Инегельда не просто чувствовала, как меняется ее госпожа, но и прекрасно понимала ее состояние, считала мелочи, которые прорывались все чаще и чаще. Ловила ласковые взгляды, которые с каждым свиданием становились все естественнее, будто вымораживаясь из-под ледяного наста когда-то замороженной души; ловила не столько слова, сколько оттаивающий голос своей навсегда одинокой госпожи. Она была не только умна и на редкость наблюдательна, но и обладала природным даром утонченной прозорливости, и юный возраст ее был здесь не помехой, а, скорее, подспорьем, щитом, за которым легко и просто можно было укрыться от собственной нечаянной оплошности, переждать, передумать, найти иной подход и приладить новую улыбку. Ей присуща была звериная неподвижность выжидания, и она — выжидала.

И сочиняла историю о нашествии данов, которых никогда не видела в глаза. Здесь нельзя было промахнуться, нельзя было увлекаться самим рассказом, который неизбежно потребовал бы расспросов и уточнений; здесь следовало опираться на девичий страх, пугать слушателя и почаще пугаться самой, уходя в слезы и рыдания, если, предположим, спросят, бородаты датские викинги или безбороды, сражаются мечом или секирой, со щитами или без щитов. А это все требовало запасов жалости, любви и сострадания, которые способны были бы вовремя удержать Альвену от всяческих уточнений, и Инегельда жадно и старательно копила признаки любви и сострадания, как скряга копит пыль от кошеля, в котором хотя бы раз звякнуло золото.
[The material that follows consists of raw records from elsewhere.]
use serde::{Deserialize, Serialize};
use serde_json::Value;
use std::collections::HashMap;

// ==============================================================================
// BOOKING
// ==============================================================================

#[derive(Debug, Clone, Copy, Serialize, Deserialize, PartialEq, Eq)]
#[serde(rename_all = "SCREAMING_SNAKE_CASE")]
pub enum BookingReason {
    PatientNotReady,
    Rescheduled,
    TechnicalIssue,
    Other,
}

#[derive(Debug, Clone, Copy, Serialize, Deserialize, PartialEq, Eq)]
#[serde(rename_all = "SCREAMING_SNAKE_CASE")]
pub enum MedivaGender {
    Male,
    Female,
    Other,
}

impl MedivaGender {
    /// Maps the lower-case form values (`male`, `female`, `other`).
    pub fn from_form_value(value: &str) -> Option<Self> {
        match value.trim().to_ascii_lowercase().as_str() {
            "male" => Some(MedivaGender::Male),
            "female" => Some(MedivaGender::Female),
            "other" => Some(MedivaGender::Other),
            _ => None,
        }
    }
}

#[derive(Debug, Clone, Copy, Serialize, Deserialize, PartialEq, Eq)]
#[serde(rename_all = "SCREAMING_SNAKE_CASE")]
pub enum Doctor {
    Docube,
    Other,
}

#[derive(Debug, Clone, Copy, Serialize, Deserialize, PartialEq, Eq)]
#[serde(rename_all = "SCREAMING_SNAKE_CASE")]
pub enum ConsultationType {
    Echo,
    Ultrasound,
    Both,
}

#[derive(Debug, Clone, Serialize, Deserialize)]
#[serde(rename_all = "camelCase")]
pub struct CreateBookingRequest {
    #[serde(skip_serializing_if = "Option::is_none")]
    pub patient_id: Option<String>,
    pub reason: BookingReason,
    #[serde(skip_serializing_if = "Option::is_none")]
    pub notes: Option<String>,
    pub name: String,
    pub phone: String,
    pub age: u32,
    pub gender: MedivaGender,
    pub doctor: Doctor,
    pub consultation_type: ConsultationType,
    #[serde(skip_serializing_if = "Option::is_none")]
    pub original_start_time: Option<String>,
    #[serde(skip_serializing_if = "Option::is_none")]
    pub token_number: Option<u32>,
    #[serde(skip_serializing_if = "Option::is_none")]
    pub original_position: Option<u32>,
}

#[derive(Debug, Clone, Default, Serialize, Deserialize)]
#[serde(rename_all = "camelCase")]
pub struct NotCheckedInPatientEntry {
    pub patient_id: Option<String>,
    pub name: Option<String>,
    pub phone: Option<String>,
    pub age: Option<u32>,
    pub gender: Option<MedivaGender>,
    pub doctor: Option<Doctor>,
    pub consultation_type: Option<ConsultationType>,
    pub original_start_time: Option<String>,
    pub moved_to_not_checked_in_at: Option<String>,
    pub reason: Option<BookingReason>,
    pub notes: Option<String>,
    pub token_number: Option<u32>,
    pub original_position: Option<u32>,
}

#[derive(Debug, Clone, Serialize, Deserialize)]
#[serde(rename_all = "camelCase")]
pub struct CreateBookingResponse {
    pub success: bool,
    pub patient: NotCheckedInPatientEntry,
    pub moved_at: String,
    pub message: String,
    pub original_position: Option<u32>,
}

// ==============================================================================
// TOKEN STATUS
// ==============================================================================

#[derive(Debug, Clone, Serialize, Deserialize)]
#[serde(rename_all = "camelCase")]
pub struct PatientTokenStatusResponse {
    pub position: String,
    pub current_time: String,
    pub token_number: String,
}

// ==============================================================================
// SERVICES / PRICING
// ==============================================================================

/// Raw `/patient/get-all-services` payload: `[[name, price], ...]`.
pub type RawServiceResponse = Vec<(String, String)>;

#[derive(Debug, Clone, PartialEq, Serialize, Deserialize)]
#[serde(rename_all = "camelCase")]
pub struct Service {
    pub scan_name: String,
    pub scan_price: f64,
}

impl Service {
    /// Unparseable prices become zero.
    pub fn from_raw((scan_name, scan_price): (String, String)) -> Self {
        let scan_price = scan_price.trim().parse::<f64>()
            .ok()
            .filter(|price| price.is_finite())
            .unwrap_or(0.0);
        Self { scan_name, scan_price }
    }
}

#[derive(Debug, Clone, Serialize, Deserialize)]
#[serde(rename_all = "camelCase")]
pub struct GetAllServicesResponse {
    pub success: bool,
    pub services: Vec<Service>,
    pub message: Option<String>,
}

// ==============================================================================
// ERRORS
// ==============================================================================

#[derive(Debug, Clone, Default, Serialize, Deserialize)]
pub struct ErrorResponse {
    #[serde(default)]
    pub success: bool,
    #[serde(default)]
    pub message: String,
    pub error: Option<String>,
    pub details: Option<HashMap<String, Value>>,
}

#[derive(Debug, thiserror::Error)]
pub enum MedivaError {
    #[error("{0}")]
    Api(String),

    #[error("HTTP {status}: {reason}")]
    Http { status: u16, reason: String },

    #[error("Network error occurred: {0}")]
    Network(#[from] reqwest::Error),

    #[error("Invalid request: {0}")]
    InvalidRequest(String),
}
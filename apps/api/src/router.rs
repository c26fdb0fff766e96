use std::sync::Arc;

use axum::{
    Router,
    routing::get,
};

use booking_cell::{admin_routes, booking_routes, BookingState};
use catalog_cell::{catalog_routes, PricingService};
use shared_config::AppConfig;

pub fn create_router(config: Arc<AppConfig>) -> Router {
    let bookings = Arc::new(BookingState::new(config.clone()));
    let pricing = Arc::new(PricingService::new(&config));

    Router::new()
        .route("/", get(|| async { "Yana Labs booking API is running!" }))
        .merge(booking_routes(bookings.clone()))
        .nest("/admin", admin_routes(bookings))
        .nest("/catalog", catalog_routes(config, pricing))
}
— Целиться нужно не в оленя, — с детства учил отец. — Не в оленя, а в березу, мимо которой он ходит на водопой. Ищи березу, Инегельда: олень придет, когда почует жажду.

Березу Инегельде указали, олень появился сам собой. Но только она, она одна могла пробудить в олене жажду и подвести его к березе в тот миг, когда нацелит стрелу.

5

— Я готова, госпожа, рассказать тебе о набеге данов.

— Не надо, девочка. Не надо мучить себя воспоминаниями.

— Но я должна…

— Воспоминания — обратная сторона памяти. Если память возвышает и тем дает нам силы для жизни, то воспоминания только крадут эти силы и делают нас слабыми.

— Но воспоминания живут во мне и терзают меня, госпожа. Я хочу выбросить их из своей души. Выбросить и обрести покой рядом с тобою. Покой навсегда.

Инегельда хорошо продумала рассказ, точно рассчитав, когда прольет слезы, когда вздохнет, когда судорожно всхлипнет, а когда и разрыдается. Так что Альвена побежит за отваром из корней валерианы, забыв о половине рассказанного. Она уже натянула тетиву: оставалось подвести оленя к березе.

— Я жила на укрепленной усадьбе моего господина Эвальда, — начала Инегельда, добившись разрешения говорить. — У господина была сильная стража, а в середине усадьбы стояла башня из валунов: с глубокими подвалами, где можно было укрыться от стрел и переждать, пока не придет помощь. И мы жили спокойно. Господин был добр к нам, рабыням, у нас всегда было вдоволь еды и одежды. Он даже позволял нам веселиться и любил смотреть, как мы танцуем у костров на берегу моря. А молодых женщин, юных дев и маленьких девочек у господина всегда было много. Одни вдруг исчезали, другие — появлялись, но тогда я не знала, куда они исчезают и откуда появляются. Теперь я понимаю, что он скупал девочек где только мог, учил их танцам, песням, хорошему обхождению и продавал с большой выгодой для себя. Так и я попала к нему совсем еще маленькой, но он не спешил со мной расстаться и никогда не показывал никаким покупателям, из каких бы земель они ни приходили. Наоборот, очень скоро он приблизил меня, взял в свои покои, окружил няньками и прислужницами, учил меня языкам и даже… даже скакать на лошади в седле и без седла. Я не говорила об этом, потому что никто никогда не поверит, чтобы рабыню учили управляться с конем, но я ничего не хочу скрывать, моя госпожа, я расскажу все без утайки, потому что мне тепло рядом с тобою и сердце мое наконец-то разжалось.